На платформе Premier вышел новый фильм Григория Константинопольского    -    осовремененная экранизация "Грозы" А.Н. Островского. Я написала на него рецензию для центрального печатного органа Союза Кинематографистов - газеты "СК-Новости". Поскольку единственно возможный в таком случае жанр   -   это фельетон, а формат не очень позволял, то в итоге получилось рассуждение о том, что же, кроме поручения президента Путина, может сподвигнуть сегодняшнего кинематографиста на актуализацию классики.

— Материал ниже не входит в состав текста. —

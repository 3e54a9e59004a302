use enzovu::middleware::{from_fn, AuthMiddleware, LoggingMiddleware, Middleware};
use enzovu::server::{handler, Handler, Request, Response};
use enzovu::Router;
use http::{Method, StatusCode};
use std::sync::Arc;

mod common;
use common::http::{get, request};
use common::recorder::{recording, recording_handler, Events};

#[test]
fn test_router_then_route_middleware_order() {
    let events = Events::new();
    let mut router = Router::new();
    router
        .use_middleware(recording(&events, "A"))
        .use_middleware(recording(&events, "B"));
    router
        .get(
            "/chain",
            recording_handler(&events, "H"),
            &[recording(&events, "C"), recording(&events, "D")],
        )
        .unwrap();

    let res = get(&router, "/chain");
    assert_eq!(res.status, StatusCode::OK);
    assert_eq!(
        events.take(),
        vec![
            "pre:A", "pre:B", "pre:C", "pre:D", "handler:H", "post:D", "post:C", "post:B",
            "post:A",
        ]
    );
}

#[test]
fn test_short_circuit_skips_everything_inside() {
    let events = Events::new();
    let deny: Arc<dyn Middleware> = {
        let events = events.clone();
        from_fn(move |_next: Handler| {
            let events = events.clone();
            Arc::new(move |res: &mut Response, _req: &Request| {
                events.push("deny");
                res.error(StatusCode::FORBIDDEN, "Forbidden");
            }) as Handler
        })
    };

    let mut router = Router::new();
    router.use_middleware(recording(&events, "outer"));
    router
        .get(
            "/guarded",
            recording_handler(&events, "H"),
            &[deny, recording(&events, "inner")],
        )
        .unwrap();

    let res = get(&router, "/guarded");
    assert_eq!(res.status, StatusCode::FORBIDDEN);
    assert_eq!(res.body_str(), "Forbidden\n");
    assert_eq!(events.take(), vec!["pre:outer", "deny", "post:outer"]);
}

#[test]
fn test_middleware_can_rewrite_the_response_afterwards() {
    let stamp = from_fn(|next: Handler| {
        Arc::new(move |res: &mut Response, req: &Request| {
            next(res, req);
            res.headers
                .insert("x-served-by", http::HeaderValue::from_static("enzovu"));
        }) as Handler
    });

    let mut router = Router::new();
    router
        .get(
            "/stamped",
            handler(|res: &mut Response, _: &Request| {
                res.text("ok");
            }),
            &[stamp],
        )
        .unwrap();

    let res = get(&router, "/stamped");
    assert_eq!(res.headers.get("x-served-by").unwrap(), "enzovu");
    assert_eq!(res.body_str(), "ok");
}

#[test]
fn test_route_middleware_is_scoped_to_its_route() {
    let events = Events::new();
    let mut router = Router::new();
    router
        .get(
            "/with",
            recording_handler(&events, "with"),
            &[recording(&events, "M")],
        )
        .unwrap()
        .get("/without", recording_handler(&events, "without"), &[])
        .unwrap();

    get(&router, "/without");
    assert_eq!(events.take(), vec!["handler:without"]);
    get(&router, "/with");
    assert_eq!(events.take(), vec!["pre:M", "handler:with", "post:M"]);
}

#[test]
fn test_same_middleware_twice_runs_twice() {
    let events = Events::new();
    let twice = recording(&events, "T");
    let mut router = Router::new();
    router
        .get(
            "/twice",
            recording_handler(&events, "H"),
            &[Arc::clone(&twice), twice],
        )
        .unwrap();

    get(&router, "/twice");
    assert_eq!(
        events.take(),
        vec!["pre:T", "pre:T", "handler:H", "post:T", "post:T"]
    );
}

#[test]
fn test_auth_middleware_requires_authorization_header() {
    let events = Events::new();
    let auth: Arc<dyn Middleware> = Arc::new(AuthMiddleware);
    let mut router = Router::new();
    router
        .get("/private", recording_handler(&events, "private"), &[auth])
        .unwrap();

    let res = get(&router, "/private");
    assert_eq!(res.status, StatusCode::UNAUTHORIZED);
    assert_eq!(res.body_str(), "Unauthorized\n");
    assert!(events.take().is_empty());

    let req = http::Request::builder()
        .method(Method::GET)
        .uri("/private")
        .header("Authorization", "Bearer anything")
        .body(Vec::new())
        .unwrap();
    let res = router.handle(req);
    assert_eq!(res.status, StatusCode::OK);
    assert_eq!(events.take(), vec!["handler:private"]);
}

#[test]
fn test_logging_middleware_is_transparent() {
    let mut router = Router::new();
    router.use_middleware(Arc::new(LoggingMiddleware));
    router
        .post(
            "/echo",
            handler(|res: &mut Response, req: &Request| {
                res.set_status(StatusCode::CREATED).write(req.body());
            }),
            &[],
        )
        .unwrap();

    let mut req = request(Method::POST, "/echo");
    *req.body_mut() = b"payload".to_vec();
    let res = router.handle(req);
    assert_eq!(res.status, StatusCode::CREATED);
    assert_eq!(res.body, b"payload");
}
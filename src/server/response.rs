use http::header::{HeaderName, HeaderValue, CONTENT_TYPE};
use http::{HeaderMap, StatusCode};
use serde::Serialize;
use std::collections::HashSet;
use std::sync::{Mutex, OnceLock};
use tracing::{error, warn};

/// Response sink handed to every handler and middleware.
///
/// Handlers signal errors only through the status code and body written here;
/// nothing is returned from a handler.
#[derive(Debug, Clone, PartialEq, Eq)]
pub struct Response {
    pub status: StatusCode,
    /// All headers stay visible to middleware and in-process callers. On the
    /// wire only `Content-Type` (mapped onto a known type) and the first value
    /// of `Location`, `Cache-Control`, `WWW-Authenticate`, `Allow`, `Vary` and
    /// `X-Content-Type-Options` are sent; anything else is dropped.
    pub headers: HeaderMap,
    pub body: Vec<u8>,
}

impl Default for Response {
    fn default() -> Self {
        Self {
            status: StatusCode::OK,
            headers: HeaderMap::new(),
            body: Vec::new(),
        }
    }
}

impl Response {
    #[must_use]
    pub fn new() -> Self {
        Self::default()
    }

    pub fn set_status(&mut self, status: StatusCode) -> &mut Self {
        self.status = status;
        self
    }

    pub fn set_content_type(&mut self, content_type: &'static str) -> &mut Self {
        self.headers
            .insert(CONTENT_TYPE, HeaderValue::from_static(content_type));
        self
    }

    #[must_use]
    pub fn content_type(&self) -> Option<&str> {
        self.headers.get(CONTENT_TYPE).and_then(|v| v.to_str().ok())
    }

    /// Append raw bytes to the body.
    pub fn write(&mut self, bytes: &[u8]) -> &mut Self {
        self.body.extend_from_slice(bytes);
        self
    }

    /// Replace the body with plain text.
    pub fn text(&mut self, body: impl Into<String>) -> &mut Self {
        self.set_content_type("text/plain; charset=utf-8");
        self.body = body.into().into_bytes();
        self
    }

    /// Replace the body with an HTML document.
    pub fn html(&mut self, body: impl Into<String>) -> &mut Self {
        self.set_content_type("text/html; charset=utf-8");
        self.body = body.into().into_bytes();
        self
    }

    /// Replace the body with `value` serialized as JSON.
    ///
    /// A value that cannot be serialized turns the response into a 500.
    pub fn json<T: Serialize + ?Sized>(&mut self, value: &T) -> &mut Self {
        match serde_json::to_vec(value) {
            Ok(bytes) => {
                self.set_content_type("application/json");
                self.body = bytes;
            }
            Err(e) => {
                error!(error = %e, "Failed to serialize JSON response body");
                self.error(StatusCode::INTERNAL_SERVER_ERROR, "Internal Server Error");
            }
        }
        self
    }

    /// Replace the body with a plain-text error message and set `status`.
    pub fn error(&mut self, status: StatusCode, message: &str) -> &mut Self {
        self.status = status;
        self.set_content_type("text/plain; charset=utf-8");
        self.headers.insert(
            "x-content-type-options",
            HeaderValue::from_static("nosniff"),
        );
        self.body = format!("{message}\n").into_bytes();
        self
    }

    /// The terminal response for requests no route accepts.
    pub fn not_found(&mut self) -> &mut Self {
        self.error(StatusCode::NOT_FOUND, "404 page not found")
    }

    #[must_use]
    pub fn body_str(&self) -> &str {
        std::str::from_utf8(&self.body).unwrap_or("")
    }
}

/// Canonical reason phrase for `status`, as a static string for the wire.
pub(crate) fn status_reason(status: StatusCode) -> &'static str {
    status.canonical_reason().unwrap_or("Unknown")
}

/// Map a content type onto a static `Content-Type:` header line.
///
/// The HTTP writer only takes `'static` header lines, so arbitrary values are
/// folded onto the closest known type.
pub(crate) fn content_type_line(content_type: Option<&str>) -> &'static str {
    let essence = content_type
        .and_then(|ct| ct.split(';').next())
        .map(|ct| ct.trim().to_ascii_lowercase());
    match essence.as_deref() {
        Some("text/plain") => "Content-Type: text/plain; charset=utf-8",
        Some("text/html") => "Content-Type: text/html; charset=utf-8",
        Some("text/css") => "Content-Type: text/css; charset=utf-8",
        Some("application/javascript") | Some("text/javascript") => {
            "Content-Type: application/javascript"
        }
        Some("application/json") => "Content-Type: application/json",
        Some("image/png") => "Content-Type: image/png",
        Some("image/jpeg") => "Content-Type: image/jpeg",
        Some("image/svg+xml") => "Content-Type: image/svg+xml",
        Some("image/x-icon") => "Content-Type: image/x-icon",
        Some("text/event-stream") => "Content-Type: text/event-stream",
        None => "Content-Type: text/plain; charset=utf-8",
        Some(_) => "Content-Type: application/octet-stream",
    }
}

/// Headers copied to the wire besides `Content-Type`, with their canonical
/// spelling.
fn forwarded_name(name: &HeaderName) -> Option<&'static str> {
    match name.as_str() {
        "location" => Some("Location"),
        "cache-control" => Some("Cache-Control"),
        "www-authenticate" => Some("WWW-Authenticate"),
        "allow" => Some("Allow"),
        "vary" => Some("Vary"),
        "x-content-type-options" => Some("X-Content-Type-Options"),
        _ => None,
    }
}

/// Upper bound on distinct header lines leaked for the writer.
const MAX_INTERNED_LINES: usize = 1024;

/// Return a `'static` copy of `line`, leaking each distinct line once.
///
/// Returns `None` once [`MAX_INTERNED_LINES`] distinct lines exist, so
/// per-request values (a fresh `Location` per created item) cannot grow
/// memory without bound.
fn intern_line(line: String) -> Option<&'static str> {
    static LINES: OnceLock<Mutex<HashSet<&'static str>>> = OnceLock::new();
    let mut lines = LINES.get_or_init(Default::default).lock().ok()?;
    if let Some(existing) = lines.get(line.as_str()) {
        return Some(*existing);
    }
    if lines.len() >= MAX_INTERNED_LINES {
        warn!(header = %line, "Header line cache full, dropping header");
        return None;
    }
    let leaked: &'static str = Box::leak(line.into_boxed_str());
    lines.insert(leaked);
    Some(leaked)
}

/// Wire header lines for `headers`, `Content-Type` first.
pub(crate) fn header_lines(headers: &HeaderMap) -> Vec<&'static str> {
    let content_type = headers.get(CONTENT_TYPE).and_then(|v| v.to_str().ok());
    let mut lines = vec![content_type_line(content_type)];
    for name in headers.keys() {
        let Some(canonical) = forwarded_name(name) else {
            continue;
        };
        let Some(value) = headers.get(name).and_then(|v| v.to_str().ok()) else {
            continue;
        };
        if let Some(line) = intern_line(format!("{canonical}: {value}")) {
            lines.push(line);
        }
    }
    lines
}

/// Copy a finished [`Response`] onto the wire-level response.
pub(crate) fn write_response(out: &mut may_minihttp::Response, res: Response) {
    out.status_code(res.status.as_u16() as usize, status_reason(res.status));
    for line in header_lines(&res.headers) {
        out.header(line);
    }
    out.body_vec(res.body);
}

#[cfg(test)]
mod tests {
    use super::*;

    #[test]
    fn test_status_reason() {
        assert_eq!(status_reason(StatusCode::OK), "OK");
        assert_eq!(status_reason(StatusCode::NOT_FOUND), "Not Found");
    }

    #[test]
    fn test_not_found_body() {
        let mut res = Response::new();
        res.not_found();
        assert_eq!(res.status, StatusCode::NOT_FOUND);
        assert_eq!(res.body_str(), "404 page not found\n");
        assert_eq!(res.content_type(), Some("text/plain; charset=utf-8"));
    }

    #[test]
    fn test_json_body() {
        let mut res = Response::new();
        res.json(&serde_json::json!({ "status": "ok" }));
        assert_eq!(res.content_type(), Some("application/json"));
        assert_eq!(res.body_str(), r#"{"status":"ok"}"#);
    }

    #[test]
    fn test_content_type_line() {
        assert_eq!(
            content_type_line(Some("application/json")),
            "Content-Type: application/json"
        );
        assert_eq!(
            content_type_line(Some("text/html; charset=utf-8")),
            "Content-Type: text/html; charset=utf-8"
        );
        assert_eq!(
            content_type_line(Some("application/x-custom")),
            "Content-Type: application/octet-stream"
        );
    }

    #[test]
    fn test_header_lines_forward_allow_listed_headers() {
        let mut res = Response::new();
        res.error(StatusCode::METHOD_NOT_ALLOWED, "405 Method Not Allowed");
        res.headers
            .insert(http::header::ALLOW, HeaderValue::from_static("GET, POST"));
        res.headers
            .insert(http::header::LOCATION, HeaderValue::from_static("/users/7"));
        res.headers
            .insert("x-internal-trace", HeaderValue::from_static("abc"));

        let lines = header_lines(&res.headers);
        assert_eq!(lines[0], "Content-Type: text/plain; charset=utf-8");
        assert!(lines.contains(&"Allow: GET, POST"));
        assert!(lines.contains(&"Location: /users/7"));
        assert!(lines.contains(&"X-Content-Type-Options: nosniff"));
        assert!(!lines.iter().any(|l| l.contains("abc")));
        assert_eq!(lines.len(), 4);
    }

    #[test]
    fn test_interned_lines_are_shared() {
        let a = intern_line("Vary: Accept".to_string()).unwrap();
        let b = intern_line("Vary: Accept".to_string()).unwrap();
        assert!(std::ptr::eq(a, b));
    }
}
//! # Hot Reload Module
//!
//! Runtime route reloads without a restart and without locking the dispatch
//! path.
//!
//! ## Overview
//!
//! A [`Router`] is never mutated once it serves traffic. Reloading means
//! building a complete new router off to the side and swapping a single
//! pointer:
//!
//! - [`SharedRouter`] holds the current router in an [`ArcSwap`]. Every
//!   dispatch loads one snapshot and uses it for the whole request, so a
//!   request sees either the old table or the new one, never a mix.
//! - In-flight requests keep their snapshot alive until they finish.
//! - [`watch_routes`] ties a filesystem watcher to a rebuild closure and
//!   swaps the result in when it succeeds.
//!
//! ## Error Handling
//!
//! If the rebuild fails (for example a malformed pattern):
//! - The error is logged
//! - The previous router remains active
//! - The server continues serving requests

use arc_swap::ArcSwap;
use notify::{Config, EventKind, RecommendedWatcher, RecursiveMode, Watcher};
use std::path::{Path, PathBuf};
use std::sync::Arc;
use tracing::{error, info, warn};

use crate::router::Router;
use crate::server::{Request, Response};

/// Atomically replaceable handle to the live [`Router`].
///
/// Cloning the handle is cheap and every clone observes the same swaps.
#[derive(Clone)]
pub struct SharedRouter {
    inner: Arc<ArcSwap<Router>>,
}

impl SharedRouter {
    #[must_use]
    pub fn new(router: Router) -> Self {
        Self {
            inner: Arc::new(ArcSwap::from_pointee(router)),
        }
    }

    /// The router snapshot currently being served.
    #[must_use]
    pub fn load(&self) -> Arc<Router> {
        self.inner.load_full()
    }

    /// Swap in a fully built router.
    pub fn replace(&self, router: Router) {
        let route_count = router.len();
        self.inner.store(Arc::new(router));
        info!(routes_count = route_count, "Router snapshot replaced");
    }

    /// Dispatch against a single snapshot.
    pub fn dispatch(&self, res: &mut Response, req: Request) {
        let router = self.inner.load_full();
        router.dispatch(res, req);
    }

    /// Dispatch into a fresh response against a single snapshot.
    #[must_use]
    pub fn handle(&self, req: Request) -> Response {
        let mut res = Response::new();
        self.dispatch(&mut res, req);
        res
    }
}

impl std::fmt::Debug for SharedRouter {
    fn fmt(&self, f: &mut std::fmt::Formatter<'_>) -> std::fmt::Result {
        f.debug_struct("SharedRouter")
            .field("routes", &self.inner.load().len())
            .finish()
    }
}

/// Watch `path` and rebuild the router whenever it changes.
///
/// `rebuild` runs on the watcher thread for every modify or create event. A
/// successful result replaces the router in `shared`; an error is logged and
/// the current router keeps serving. Directories are watched recursively.
///
/// Keep the returned watcher alive for as long as reloads should happen.
///
/// # Errors
///
/// Returns an error if the watcher cannot be created or `path` cannot be
/// watched.
pub fn watch_routes<P, F>(
    path: P,
    shared: SharedRouter,
    rebuild: F,
) -> notify::Result<RecommendedWatcher>
where
    P: AsRef<Path>,
    F: Fn() -> anyhow::Result<Router> + Send + 'static,
{
    let path: PathBuf = path.as_ref().to_path_buf();
    let mode = if path.is_dir() {
        RecursiveMode::Recursive
    } else {
        RecursiveMode::NonRecursive
    };

    let mut watcher = RecommendedWatcher::new(
        move |res: Result<notify::Event, notify::Error>| match res {
            Ok(event) => {
                if matches!(event.kind, EventKind::Modify(_) | EventKind::Create(_)) {
                    info!(paths = ?event.paths, "hot-reload: change detected, rebuilding routes");
                    match rebuild() {
                        Ok(router) => shared.replace(router),
                        Err(e) => warn!(
                            error = %format!("{e:#}"),
                            "hot-reload: rebuild failed, keeping current routes"
                        ),
                    }
                }
            }
            Err(e) => error!(error = %e, "hot-reload: watch error"),
        },
        Config::default(),
    )?;

    watcher.watch(&path, mode)?;
    info!(path = %path.display(), "hot-reload: watching for changes");
    Ok(watcher)
}
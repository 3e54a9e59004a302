use serde::{Deserialize, Serialize};

#[derive(Debug, Clone, PartialEq, Eq, Serialize, Deserialize)]
pub struct User {
    pub id: u64,
    pub name: String,
    pub email: String,
}

impl User {
    /// Sample record served by the demo endpoints.
    #[must_use]
    pub fn sample() -> Self {
        Self {
            id: 1,
            name: "John Doe".to_string(),
            email: "john.doe@example.com".to_string(),
        }
    }

    #[must_use]
    pub fn directory() -> Vec<Self> {
        ["Alice", "Bob", "Charlie"]
            .iter()
            .zip(1u64..)
            .map(|(name, id)| Self {
                id,
                name: (*name).to_string(),
                email: format!("{}@example.com", name.to_lowercase()),
            })
            .collect()
    }
}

Почему-то принято считать, что в искусстве обращение к классике   -   сродни кислородному голоданию: мол, когда задыхаешься от окружающей тебя рутины, засасывающей обыденности, мелкотемья, тогда и возникает соблазн вспомнить о вечных ценностях и бессмертных сюжетах.  Есть ещё один стереотип: мол, там, где свобода самовыражения ограничена, зачастую прибегают к актуализации классической литературы, её осовремениванию, якобы это позволяет избежать цензуры, завернув «фигу в кармане» в аллюзии, намёки и параллели. Собственно говоря, перенос классического сюжета в современные интерьеры   -   это прерогатива театра, гораздо более условного искусства, чем кинематограф. Если ещё лет двадцать назад Шейлок и Антонио, отправляющие друг другу факсы на фоне бегущей строки биржевых котировок, смотрелись на московских сценах как оригинальный кунштюк Роберта Стуруа, то сегодня в Москве есть, пожалуй, всего лишь один театр, где не увидишь ничего подобного   -   Малый театр, сумевший сделать фанатичную верность духу времени и литературному первоисточнику своим фирменным знаком.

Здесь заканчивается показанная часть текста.